Participants’ principal concerns were barriers in the physical (and digital) food environment that constrained food choices available to young people. Individual habits and social norms were discussed less, and believed to be shaped by food environments. Participants in both areas almost exclusively highlighted unhealthy aspects of their local food environment, emphasizing the wide availability of fast food takeaway outlets near their homes and schools with limited opportunities to purchase healthier meals. One participant said: ‘If something’s there, you’re likely to say, “let’s go for it,” […] so just seeing [fast food] everywhere definitely influences it’ (FG1).

The overconcentration of fast food outlets, which is documented in both study areas, was linked by the young people to the relative affordability of takeaway meals compared to healthier food options, which further supported their idea that ‘you don’t really have a choice’ (FG1).

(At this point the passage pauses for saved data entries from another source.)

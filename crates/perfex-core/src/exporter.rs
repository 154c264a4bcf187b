//! Startup entry point.
//!
//! [`Exporter::configure`] is the single place where the enabled list is
//! parsed, collectors are configured and built, and the orchestrator is
//! assembled. Every startup problem comes back as a [`StartupError`]; the host
//! decides how to surface it.

use std::collections::HashMap;
use std::sync::Arc;
use std::time::Duration;

use thiserror::Error;
use tracing::info;

use crate::config::{self, CollectorSettings, ConfigError, ConfigOption};
use crate::context::ContextError;
use crate::enabled::{DEFAULTS_PLACEHOLDER, expand_enabled_collectors};
use crate::exposition::{self, ExpositionError};
use crate::orchestrator::{Orchestrator, OrchestratorConfig, ScrapeOutcome};
use crate::provider::SnapshotProvider;
use crate::registry::{Registry, RegistryError};

/// Config-file key holding the enabled collector list.
pub const ENABLED_KEY: &str = "collectors.enabled";

#[derive(Debug, Error)]
pub enum StartupError {
    #[error(transparent)]
    Registry(#[from] RegistryError),
    #[error(transparent)]
    Config(#[from] ConfigError),
}

/// A configured exporter, ready to serve scrapes.
pub struct Exporter {
    orchestrator: Orchestrator,
}

impl Exporter {
    /// Builds every collector named in `enabled`.
    ///
    /// `bind` resolves the settings of one collector from its declared
    /// options. Unknown names are rejected before anything is built.
    pub fn configure<F>(
        registry: &Registry,
        enabled: &str,
        provider: Arc<dyn SnapshotProvider>,
        config: OrchestratorConfig,
        bind: F,
    ) -> Result<Self, StartupError>
    where
        F: Fn(&[ConfigOption]) -> CollectorSettings,
    {
        let names = expand_enabled_collectors(enabled);
        registry.validate(&names)?;

        let collectors = names
            .iter()
            .map(|name| {
                let descriptor = registry.descriptor(name)?;
                registry.build(name, &bind(descriptor.options()))
            })
            .collect::<Result<Vec<_>, _>>()?;

        let orchestrator = Orchestrator::new(collectors, provider, config);
        info!(
            collectors = %orchestrator.collectors().join(","),
            objects = %orchestrator.resolver().query(orchestrator.collectors()),
            "exporter configured"
        );
        Ok(Self { orchestrator })
    }

    /// Library entry point: options come from a settings map.
    pub fn from_settings(
        registry: &Registry,
        enabled: &str,
        settings: &HashMap<String, String>,
        provider: Arc<dyn SnapshotProvider>,
        config: OrchestratorConfig,
    ) -> Result<Self, StartupError> {
        Self::configure(registry, enabled, provider, config, |options| {
            CollectorSettings::from_map(options, settings)
        })
    }

    /// Library entry point: options come from a YAML document.
    ///
    /// When `enabled` is `None` the list is read from `collectors.enabled` in
    /// the document, falling back to the default collectors.
    pub fn from_yaml(
        registry: &Registry,
        enabled: Option<&str>,
        yaml: &str,
        provider: Arc<dyn SnapshotProvider>,
        config: OrchestratorConfig,
    ) -> Result<Self, StartupError> {
        let settings = config::flatten_yaml(yaml)?;
        let enabled = enabled
            .or_else(|| settings.get(ENABLED_KEY).map(String::as_str))
            .unwrap_or(DEFAULTS_PLACEHOLDER)
            .to_string();
        Self::from_settings(registry, &enabled, &settings, provider, config)
    }

    pub fn orchestrator(&self) -> &Orchestrator {
        &self.orchestrator
    }

    pub async fn scrape(
        &self,
        timeout: Option<Duration>,
    ) -> Result<Arc<ScrapeOutcome>, ContextError> {
        self.orchestrator.scrape(timeout).await
    }

    /// Encodes a completed scrape to the text exposition format.
    pub fn render(outcome: &ScrapeOutcome) -> Result<String, ExpositionError> {
        exposition::encode(&outcome.samples)
    }
}

/// Time a client allows for a scrape, from its
/// `X-Prometheus-Scrape-Timeout-Seconds` header minus `margin`.
///
/// Unparsable or non-positive headers yield `None`. A margin larger than the
/// header leaves the header value unchanged.
pub fn client_timeout(header: Option<&str>, margin: Duration) -> Option<Duration> {
    let seconds: f64 = header?.trim().parse().ok()?;
    if !seconds.is_finite() || seconds <= 0.0 {
        return None;
    }
    let allowed = seconds - margin.as_secs_f64();
    Some(Duration::from_secs_f64(if allowed > 0.0 { allowed } else { seconds }))
}
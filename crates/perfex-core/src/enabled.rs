//! Parsing of comma-separated collector lists.

use std::collections::BTreeSet;

/// Token in the enabled list that stands for [`DEFAULT_COLLECTORS`].
pub const DEFAULTS_PLACEHOLDER: &str = "[defaults]";

/// Collectors enabled when the operator does not choose.
pub const DEFAULT_COLLECTORS: &str = "net,msmq";

/// Splits a comma-separated list, dropping empty entries and duplicates.
///
/// The result is sorted so the same set always serializes the same way.
pub fn expand_child_list(list: &str) -> Vec<String> {
    list.split(',')
        .map(str::trim)
        .filter(|s| !s.is_empty())
        .map(str::to_string)
        .collect::<BTreeSet<_>>()
        .into_iter()
        .collect()
}

/// Expands the enabled-collectors flag into a sorted, deduplicated list.
///
/// Every occurrence of [`DEFAULTS_PLACEHOLDER`] is replaced by the default
/// collector list. Names are case-sensitive and not validated here; see
/// [`Registry::validate`](crate::registry::Registry::validate).
pub fn expand_enabled_collectors(enabled: &str) -> Vec<String> {
    let expanded: Vec<&str> = enabled
        .split(',')
        .map(str::trim)
        .flat_map(|name| {
            if name == DEFAULTS_PLACEHOLDER {
                DEFAULT_COLLECTORS.split(',').collect::<Vec<_>>()
            } else {
                vec![name]
            }
        })
        .collect();
    expand_child_list(&expanded.join(","))
}

#[cfg(test)]
mod tests {
    use super::*;

    fn defaults() -> Vec<String> {
        let mut d: Vec<String> = DEFAULT_COLLECTORS.split(',').map(String::from).collect();
        d.sort();
        d
    }

    #[test]
    fn test_expand_empty() {
        assert!(expand_enabled_collectors("").is_empty());
        assert!(expand_enabled_collectors(",,").is_empty());
    }

    #[test]
    fn test_expand_plain_list() {
        assert_eq!(expand_enabled_collectors("cs,os"), vec!["cs", "os"]);
    }

    #[test]
    fn test_expand_deduplicates() {
        assert_eq!(
            expand_enabled_collectors("cs,cs"),
            expand_enabled_collectors("cs")
        );
    }

    #[test]
    fn test_expand_is_order_independent() {
        assert_eq!(
            expand_enabled_collectors("foo,bar"),
            expand_enabled_collectors("bar,foo")
        );
    }

    #[test]
    fn test_expand_placeholder() {
        assert_eq!(expand_enabled_collectors(DEFAULTS_PLACEHOLDER), defaults());
        let twice = format!("{DEFAULTS_PLACEHOLDER},{DEFAULTS_PLACEHOLDER}");
        assert_eq!(expand_enabled_collectors(&twice), defaults());
    }

    #[test]
    fn test_expand_placeholder_with_names() {
        let input = format!("foo,{DEFAULTS_PLACEHOLDER},bar");
        let mut expected = defaults();
        expected.push("foo".to_string());
        expected.push("bar".to_string());
        expected.sort();
        expected.dedup();

        assert_eq!(expand_enabled_collectors(&input), expected);
    }

    #[test]
    fn test_names_are_case_sensitive() {
        assert_eq!(expand_enabled_collectors("Net,net"), vec!["Net", "net"]);
    }

    #[test]
    fn test_child_list() {
        assert_eq!(
            expand_child_list("volume,connection,,volume"),
            vec!["connection", "volume"]
        );
    }
}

Participants believed young people to be particularly sensitive to price and ‘on a strict budget’ (FG3). The higher prices and limited availability of healthier food were therefore considered the most significant barriers to healthy eating. This was found in both areas, and across ages and gender.

Most comments that we’ve said, come down to either accessibility, meaning that around my area there’s not enough healthy food shops, and affordability as well, that for example for my area, there’s healthy food available, but at the same time it’s much more expensive than the junk food or the ‘not- really-that healthy’ food. (FG4)

Participants in both areas discussed inequities in unhealthy food environments and the disproportionate impact this has on people living in more deprived areas: ‘It’s a postcode lottery in a sense’ (FG4). While both areas experience high levels of income deprivation and inequalities, this theme was more pronounced among young people living in a city with greater diversity in food retail offers.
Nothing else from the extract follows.